As she went from the room, Ralphie said, “Sure, she tasted the hamburger and the milk, but she didn’t taste the ice cream. You better hand that over to me.”

“No way!”

Now, as he lay waiting for Ralphie to go to therapy, he wondered if he had made a serious mistake in eating the ice cream. It had not tasted the way he remembered ice cream tasting.

And he did feel drugged. His eyelids were so heavy, he could not keep them from dropping over his eyes. And he couldn’t think straight.

“What time do you go?” he asked drowsily.

“Where?”

“Therapy.”

“I’ve already been, stupid! I’m back.”

Junior didn’t know whether it was true or not. He couldn’t open his eyes to find out.

Junior slept.

CHAPTER 13
Jailbreak

“Break into jail!” Maggie yelled.

“Shut up! You want the police to hear you?”

Maggie lowered her voice, “Break
into
jail? Are you out of your mind? We cannot break
into
jail.”

“Yes, we can. Look, it’s not like breaking into a bank. The police expect people to break into banks. They have alarms set for people breaking into banks.”

“They have alarms in jail too.”

“They have alarms for breaking
out
of jail. There’s a big difference. Nobody is expecting anybody to break
into
jail. That would be stupid.”

“Exactly!”

“Maggie, listen—we have to. There’s no other way we can talk to Pap.”

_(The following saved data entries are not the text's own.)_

//! Typed, topic-based publish/subscribe event bus for traffic events.
//!
//! Uses [`tokio::sync::broadcast`] channels under the hood so that every
//! subscriber receives every message without any single subscriber blocking
//! the others.
//!
//! # Topics
//!
//! | Topic | Typical traffic |
//! |---|---|
//! | [`Topic::Telemetry`] | Contact updates from the radar, every tick |
//! | [`Topic::ProximityAlerts`] | Warning / critical separation alerts |
//! | [`Topic::Accidents`] | Escalated [`AccidentRecord`][skyway_types::AccidentRecord]s |
//! | [`Topic::Routes`] | Finished route plans |

use skyway_types::{Event, SkywayError};
use tokio::sync::broadcast;
use tracing::warn;

/// Default channel capacity (number of buffered events before old ones are
/// dropped for slow subscribers).
const DEFAULT_CAPACITY: usize = 256;

/// Routing lanes of the bus.
#[derive(Debug, Clone, Copy, PartialEq, Eq, Hash)]
pub enum Topic {
    /// High-frequency agent positions.
    Telemetry,
    /// Human-readable proximity alerts.
    ProximityAlerts,
    /// Accident records.
    Accidents,
    /// Route planning results.
    Routes,
}

/// Shared event bus. Clone it cheaply – all clones share the same underlying
/// broadcast channels.
#[derive(Clone, Debug)]
pub struct EventBus {
    telemetry: broadcast::Sender<Event>,
    proximity_alerts: broadcast::Sender<Event>,
    accidents: broadcast::Sender<Event>,
    routes: broadcast::Sender<Event>,
}

impl EventBus {
    /// Create a new bus; `capacity` applies to every topic independently.
    pub fn new(capacity: usize) -> Self {
        let (telemetry, _) = broadcast::channel(capacity);
        let (proximity_alerts, _) = broadcast::channel(capacity);
        let (accidents, _) = broadcast::channel(capacity);
        let (routes, _) = broadcast::channel(capacity);
        Self {
            telemetry,
            proximity_alerts,
            accidents,
            routes,
        }
    }

    /// Publish `event` to the given [`Topic`] channel.
    ///
    /// Returns the number of receivers handed the event, or
    /// [`SkywayError::Channel`] when nobody is subscribed to the topic.
    pub fn publish_to(&self, topic: Topic, event: Event) -> Result<usize, SkywayError> {
        self.topic_sender(topic)
            .send(event)
            .map_err(|_| SkywayError::Channel(format!("No subscribers for topic {topic:?}")))
    }

    /// Subscribe to a specific [`Topic`] channel.
    pub fn subscribe_to(&self, topic: Topic) -> TopicReceiver {
        TopicReceiver {
            topic,
            receiver: self.topic_sender(topic).subscribe(),
        }
    }

    /// Current number of subscribers on `topic`.
    pub fn subscriber_count(&self, topic: Topic) -> usize {
        self.topic_sender(topic).receiver_count()
    }

    fn topic_sender(&self, topic: Topic) -> &broadcast::Sender<Event> {
        match topic {
            Topic::Telemetry => &self.telemetry,
            Topic::ProximityAlerts => &self.proximity_alerts,
            Topic::Accidents => &self.accidents,
            Topic::Routes => &self.routes,
        }
    }
}

impl Default for EventBus {
    fn default() -> Self {
        Self::new(DEFAULT_CAPACITY)
    }
}

/// Render an event as a single JSON line.
pub fn encode_event(event: &Event) -> Result<String, SkywayError> {
    serde_json::to_string(event).map_err(|e| SkywayError::Serialization(e.to_string()))
}

// ---------------------------------------------------------------------------
// Topic receiver
// ---------------------------------------------------------------------------

/// An async receiver bound to a single [`Topic`] channel.
///
/// Obtained via [`EventBus::subscribe_to`].
pub struct TopicReceiver {
    topic: Topic,
    receiver: broadcast::Receiver<Event>,
}

impl TopicReceiver {
    /// Wait for the next event on this topic.
    ///
    /// Surfaces `Lagged(n)` when the subscriber fell behind and `Closed`
    /// when every sender is gone.
    pub async fn recv(&mut self) -> Result<Event, broadcast::error::RecvError> {
        self.receiver.recv().await
    }

    /// Wait for the next event, skipping over lag.
    ///
    /// Returns `None` once the bus is closed.
    pub async fn next_event(&mut self) -> Option<Event> {
        loop {
            match self.receiver.recv().await {
                Ok(event) => return Some(event),
                Err(broadcast::error::RecvError::Lagged(n)) => {
                    warn!(topic = ?self.topic, lagged_by = n, "topic receiver lagged");
                    continue;
                }
                Err(broadcast::error::RecvError::Closed) => return None,
            }
        }
    }

    /// Take an already-delivered event without waiting.
    pub fn try_recv(&mut self) -> Option<Event> {
        loop {
            match self.receiver.try_recv() {
                Ok(event) => return Some(event),
                Err(broadcast::error::TryRecvError::Lagged(_)) => continue,
                Err(_) => return None,
            }
        }
    }

    /// The [`Topic`] this receiver is bound to.
    pub fn topic(&self) -> Topic {
        self.topic
    }
}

“Why don’t we call him on the phone?”

“Now you’re the one who’s out of her mind. You think they let prisoners take phone calls?”

“They let them have one. I saw it on TV.”

“Make one. They let them make one—to their lawyer. There’s a big difference.”

“No way,” Maggie said. “I am not breaking into jail.”

“All right, you don’t have to go. If you’re scared, you can wait here. That might be better. Then if I get caught, you’ll still be free to help us.”

“Vern, couldn’t we write him a letter?”

“A letter! Don’t you think they open every single letter that comes in the jail? What’s your next idea, Maggie—that we bake him a cake with a file in it?”